Expect more posts on what’s going on with my XBMC box in the future, and take this one as a reference about the NUC audio issue.

8 thoughts on “A new XBMC box

  1. Diego,A dedicated Gentoo user of 10+ years, and I’ve been down this same road :-)After trying an RPi (couldn’t cope with many audio formats and too many plugins slowed it to a crawl), I tried an old laptop with Gentoo. But I’m tired of using Gentoo for no good reason other than I know it – I use Gentoo to get exactly what I want optimized for my use cases. Isn’t that *exactly* what OpenELEC already does for me? It’s a single-purpose OS and I update it like the firmware on my routers. Why emerge when there is no need? I figure I can watch something, or I can emerge world – I chose the former :-)Now I have an Xtreamer Ultra2 + OpenELEC that does the job properly (http://www.xtreamer.net/ult… and an HP micro server with 4 x 3TB WD Green hidden in the back room for storage. It runs FreeNAS and JustWorks(tm) 24/7/365. Some things really are worth spending money on to get the right hardware for your needs. Doubly so when tinkering with a multimedia head stops being fun!

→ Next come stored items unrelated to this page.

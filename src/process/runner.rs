// ABOUTME: The ProcessRunner trait and the values it produces.
// ABOUTME: Buffered runs return ProcessOutput; spawned processes return a ProcessHandle.

use async_trait::async_trait;
use tokio::io::AsyncRead;

use super::command::CommandSpec;
use super::error::ProcessError;

/// Result of a completed command.
#[derive(Debug, Clone, Default, PartialEq, Eq)]
pub struct ProcessOutput {
    /// Exit code, `None` if the process was terminated by a signal.
    pub exit_code: Option<i32>,
    pub stdout: String,
    pub stderr: String,
}

impl ProcessOutput {
    pub fn success(&self) -> bool {
        self.exit_code == Some(0)
    }

    /// The most useful text to show when the command failed.
    pub fn error_text(&self) -> String {
        let stderr = self.stderr.trim();
        if stderr.is_empty() {
            self.stdout.trim().to_string()
        } else {
            stderr.to_string()
        }
    }
}

/// A readable child output stream.
pub type OutputStream = Box<dyn AsyncRead + Send + Unpin>;

/// Lifecycle control over a spawned process.
#[async_trait]
pub trait ProcessControl: Send {
    /// OS process id, if known.
    fn id(&self) -> Option<u32>;

    /// Wait for the process to exit and return its exit code.
    async fn wait(&mut self) -> std::io::Result<Option<i32>>;

    /// Request termination without waiting. Safe to call from `Drop`.
    fn kill(&mut self) -> std::io::Result<()>;
}

/// A process that is still running, with its output streams detached.
pub struct ProcessHandle {
    pub stdout: Option<OutputStream>,
    pub stderr: Option<OutputStream>,
    pub control: Box<dyn ProcessControl>,
}

impl std::fmt::Debug for ProcessHandle {
    fn fmt(&self, f: &mut std::fmt::Formatter<'_>) -> std::fmt::Result {
        f.debug_struct("ProcessHandle")
            .field("pid", &self.control.id())
            .field("stdout", &self.stdout.is_some())
            .field("stderr", &self.stderr.is_some())
            .finish()
    }
}

/// Executes commands. Nonzero exits are reported through the output, never as errors.
#[async_trait]
pub trait ProcessRunner: Send + Sync {
    /// Run a command to completion.
    async fn run(&self, command: &CommandSpec) -> Result<ProcessOutput, ProcessError>;

    /// Start a command and hand back control before it completes.
    /// Output streams are always piped.
    fn spawn(&self, command: &CommandSpec) -> Result<ProcessHandle, ProcessError>;
}

#[async_trait]
impl<R: ProcessRunner + ?Sized> ProcessRunner for &R {
    async fn run(&self, command: &CommandSpec) -> Result<ProcessOutput, ProcessError> {
        (**self).run(command).await
    }

    fn spawn(&self, command: &CommandSpec) -> Result<ProcessHandle, ProcessError> {
        (**self).spawn(command)
    }
}

#[cfg(test)]
mod tests {
    use super::*;

    #[test]
    fn error_text_prefers_stderr() {
        let output = ProcessOutput {
            exit_code: Some(1),
            stdout: "partial output".to_string(),
            stderr: "Error: No such image: api-img\n".to_string(),
        };
        assert_eq!(output.error_text(), "Error: No such image: api-img");
    }

    #[test]
    fn error_text_falls_back_to_stdout() {
        let output = ProcessOutput {
            exit_code: Some(1),
            stdout: " denied \n".to_string(),
            stderr: String::new(),
        };
        assert_eq!(output.error_text(), "denied");
    }

    #[test]
    fn signal_termination_is_not_success() {
        let output = ProcessOutput::default();
        assert!(!output.success());
    }
}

  2. give buildroot a try. After OpenELEC then Gentoo on the rpi, buildroot is the smallest and the fastest as it gets.


  3. Hi, even if I’m a bit (!) late, here my 2 cents about transmission and XBMC. I use them on xbian on a raspeberry: for the downloads directory I set up a default ACL that makes all files readable and writable for xbmc user, even if they were created by another user and another ACL that permit the write access for transmission user to xmbc download folder.